"I guess there's no denying that she is the baby's mother," Rick said matter-of-factly, and Lainie looked as if someone had kicked her.
"Explain why you said that, Rick," Barbara said, noting that the light feeling among them was gone.
"I don't mean to sound like all the dumb people in the world, and I didn't say 'real mother,' but that woman has a biological connection to that baby. And from what you're saying, an emotional one too. I'd worry like hell if it was my baby about disconnecting from her. Her genes and her history are very much who Rose is, and who she is going to grow up to be. Listen, I don't really know Mitch at all," Rick said. "In fact, from the little I've come to know him in here, I didn't particularly like him. But I'll bet there's something in him that says the genetic mother should have a relationship with the baby. And he may have handled it poorly, but I think his instincts are right. Please don't in any way take this personally, Lainie, but I think the concept of surrogacy is a disaster. I believe that just as adoption is a way of solving two problems, surrogacy creates not just problems but potential tragedies."

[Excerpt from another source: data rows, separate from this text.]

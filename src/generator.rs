//! QR code generator
//!
//! Typed constructors for every artifact, plus [`QrCodeGenerator::from_json`],
//! the single decode entry point that reads the `type` discriminant and
//! hands the envelope to the matching schema.

use serde_json::Value;
use std::sync::Arc;

use crate::artifact::{
    AccountQr, AddressQr, ContactQr, CosignatureQr, CosignatureSignedTransactionQr, MnemonicQr, ObjectQr,
    QrCode, SignedTransactionQr, TransactionQr,
};
use crate::envelope::Envelope;
use crate::error::{QrError, QrResult};
use crate::log_debug;
use crate::schema::{
    AddContactDataSchema, CosignatureSignedTransactionDataSchema, ExportAccountDataSchema,
    ExportAddressDataSchema, ExportMnemonicDataSchema, ExportObjectDataSchema, RequestCosignatureDataSchema,
    RequestTransactionDataSchema, SignedTransactionDataSchema,
};
use crate::sdk::{SignedTransaction, SignedTransactionMapper, Transaction, TransactionFactory};
use crate::types::{NetworkType, QrCodeType};
use crate::utils::{as_integral_u64, is_truthy, parse_json_value};

// =============================================================================
// Parse Options
// =============================================================================

/// Password and SDK collaborators available to [`QrCodeGenerator::from_json`].
///
/// Only the pieces needed by the scanned type are consulted; a missing
/// collaborator is an error only when the envelope requires it.
#[derive(Clone, Copy, Default)]
pub struct ParseOptions<'a> {
    pub password: Option<&'a str>,
    pub transaction_factory: Option<&'a dyn TransactionFactory>,
    pub signed_transaction_mapper: Option<&'a dyn SignedTransactionMapper>,
    pub cosignature_signed_mapper: Option<&'a dyn SignedTransactionMapper>,
}

impl<'a> ParseOptions<'a> {
    pub fn new() -> Self {
        Self::default()
    }

    pub fn with_password(mut self, password: &'a str) -> Self {
        self.password = Some(password);
        self
    }

    pub fn with_transaction_factory(mut self, factory: &'a dyn TransactionFactory) -> Self {
        self.transaction_factory = Some(factory);
        self
    }

    pub fn with_signed_transaction_mapper(mut self, mapper: &'a dyn SignedTransactionMapper) -> Self {
        self.signed_transaction_mapper = Some(mapper);
        self
    }

    pub fn with_cosignature_signed_mapper(mut self, mapper: &'a dyn SignedTransactionMapper) -> Self {
        self.cosignature_signed_mapper = Some(mapper);
        self
    }

    fn require_factory(&self) -> QrResult<&'a dyn TransactionFactory> {
        self.transaction_factory
            .ok_or(QrError::MissingCollaborator("transaction factory"))
    }

    fn require_signed_mapper(&self) -> QrResult<&'a dyn SignedTransactionMapper> {
        self.signed_transaction_mapper
            .ok_or(QrError::MissingCollaborator("signed transaction mapper"))
    }

    fn require_cosignature_signed_mapper(&self) -> QrResult<&'a dyn SignedTransactionMapper> {
        self.cosignature_signed_mapper
            .ok_or(QrError::MissingCollaborator("cosignature signed transaction mapper"))
    }
}

// =============================================================================
// Generator
// =============================================================================

pub struct QrCodeGenerator;

impl QrCodeGenerator {
    pub fn create_add_contact(
        name: impl Into<String>,
        account_public_key: impl Into<String>,
        network_type: NetworkType,
        generation_hash: impl Into<String>,
    ) -> ContactQr {
        ContactQr::new(name, account_public_key, network_type, generation_hash)
    }

    pub fn create_export_address(
        name: impl Into<String>,
        account_address: impl Into<String>,
        network_type: NetworkType,
        generation_hash: impl Into<String>,
    ) -> AddressQr {
        AddressQr::new(name, account_address, network_type, generation_hash)
    }

    pub fn create_export_object(
        object: Value,
        network_type: NetworkType,
        generation_hash: impl Into<String>,
    ) -> ObjectQr {
        ObjectQr::new(object, network_type, generation_hash)
    }

    pub fn create_export_account(
        account_private_key: impl Into<String>,
        network_type: NetworkType,
        generation_hash: impl Into<String>,
        password: Option<&str>,
    ) -> AccountQr {
        AccountQr::new(account_private_key, network_type, generation_hash, password)
    }

    pub fn create_export_mnemonic(
        mnemonic_plain_text: impl Into<String>,
        network_type: NetworkType,
        generation_hash: impl Into<String>,
        password: Option<&str>,
    ) -> MnemonicQr {
        MnemonicQr::new(mnemonic_plain_text, network_type, generation_hash, password)
    }

    pub fn create_transaction_request(
        transaction: Arc<dyn Transaction>,
        network_type: NetworkType,
        generation_hash: impl Into<String>,
    ) -> TransactionQr {
        TransactionQr::new(transaction, network_type, generation_hash)
    }

    pub fn create_cosignature_request(
        transaction: Arc<dyn Transaction>,
        network_type: NetworkType,
        generation_hash: impl Into<String>,
    ) -> CosignatureQr {
        CosignatureQr::new(transaction, network_type, generation_hash)
    }

    pub fn create_signed_transaction(
        signed_transaction: Arc<dyn SignedTransaction>,
        network_type: NetworkType,
        generation_hash: impl Into<String>,
    ) -> SignedTransactionQr {
        SignedTransactionQr::new(signed_transaction, network_type, generation_hash)
    }

    pub fn create_cosignature_signed_transaction(
        signed_transaction: Arc<dyn SignedTransaction>,
        network_type: NetworkType,
        generation_hash: impl Into<String>,
    ) -> CosignatureSignedTransactionQr {
        CosignatureSignedTransactionQr::new(signed_transaction, network_type, generation_hash)
    }

    /// Decode any QR code JSON into its artifact.
    ///
    /// A missing password for account and mnemonic exports is not checked
    /// here; those schemas report it as their generic parse failure.
    pub fn from_json(json: &str, options: &ParseOptions<'_>) -> QrResult<QrCode> {
        let value = parse_json_value(json)?;
        let qr_type = read_type(&value)?;

        log_debug!("generator", "Dispatching QR code", qr_type = qr_type);

        let code: QrCode = match qr_type {
            QrCodeType::AddContact => {
                AddContactDataSchema::from_envelope(Envelope::from_value(value, qr_type)?)?.into()
            }
            QrCodeType::ExportAccount => {
                ExportAccountDataSchema::from_envelope(Envelope::from_value(value, qr_type)?, options.password)?
                    .into()
            }
            QrCodeType::RequestTransaction => {
                let factory = options.require_factory()?;
                RequestTransactionDataSchema::from_envelope(Envelope::from_value(value, qr_type)?, factory)?.into()
            }
            QrCodeType::RequestCosignature => {
                let factory = options.require_factory()?;
                RequestCosignatureDataSchema::from_envelope(Envelope::from_value(value, qr_type)?, factory)?.into()
            }
            QrCodeType::ExportMnemonic => {
                ExportMnemonicDataSchema::from_envelope(Envelope::from_value(value, qr_type)?, options.password)?
                    .into()
            }
            QrCodeType::ExportObject => {
                ExportObjectDataSchema::from_envelope(Envelope::from_value(value, qr_type)?).into()
            }
            QrCodeType::ExportAddress => {
                ExportAddressDataSchema::from_envelope(Envelope::from_value(value, qr_type)?)?.into()
            }
            QrCodeType::SignedTransaction => {
                let mapper = options.require_signed_mapper()?;
                SignedTransactionDataSchema::from_envelope(Envelope::from_value(value, qr_type)?, mapper)?.into()
            }
            QrCodeType::CosignatureSignedTransaction => {
                let mapper = options.require_cosignature_signed_mapper()?;
                CosignatureSignedTransactionDataSchema::from_envelope(Envelope::from_value(value, qr_type)?, mapper)?
                    .into()
            }
        };

        Ok(code)
    }
}

/// Read the `type` discriminant of a parsed envelope
fn read_type(value: &Value) -> QrResult<QrCodeType> {
    let raw = match value.get("type") {
        Some(t) if is_truthy(t) => t,
        _ => return Err(QrError::MissingField("type")),
    };

    match raw {
        Value::Number(n) => match as_integral_u64(raw) {
            Some(t) => QrCodeType::try_from(t),
            None => Err(QrError::UnrecognizedType(n.to_string())),
        },
        Value::String(s) => Err(QrError::UnrecognizedType(s.clone())),
        other => Err(QrError::UnrecognizedType(other.to_string())),
    }
}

"That's what I think," Lainie said, trying to stay collected. "I mean, that's what I think now. But when it was happening, I didn't know what to think. I felt as
if I had to do something and do it fast, because so much time had gone by with me trying to have babies and then being sick, and Mitch wanted it so much. I felt that if I couldn't give him a baby I was worthless. But now I know I never should have said yes to any of it."
"I understand the confusion," Judith said, "because I don't know how anyone could not want to relate to their own genetic offspring. To know that somewhere out there was a product of you, and not feel related to it, not needing to know it, just doesn't make sense. Don't get me wrong, I think Mitch is a bum for doing anything behind your back.''
"What about your sperm donors?" Rick asked Judith. "You want them in your life?"
"Believe me," she shot back defensively, "I wish they were available for baby-sitting. No, seriously, I only wish I had an important relationship in my life. But I don't. So I started without that elusive him."
"I think Lainie's problem right now has more to do with the idea that there was a deception after such a carefully thought-out plan about how to conduct the surrogacy. Mitch seems to have changed the rules on her without telling her what the new rules are, and breached their trust."
"The shit," Judith said.
"Can't you fix it? Talk about it?" Ruthie asked.
"I'm still too raw," Lainie answered. "I'm still beating myself up for agreeing to do it in the first place, and jealous and sick with shock that he could lie to me. I'm trying to find a way to understand his behavior. Right now it feels to me as if we had a good life together, but somehow we've managed to turn it into something that can never be right."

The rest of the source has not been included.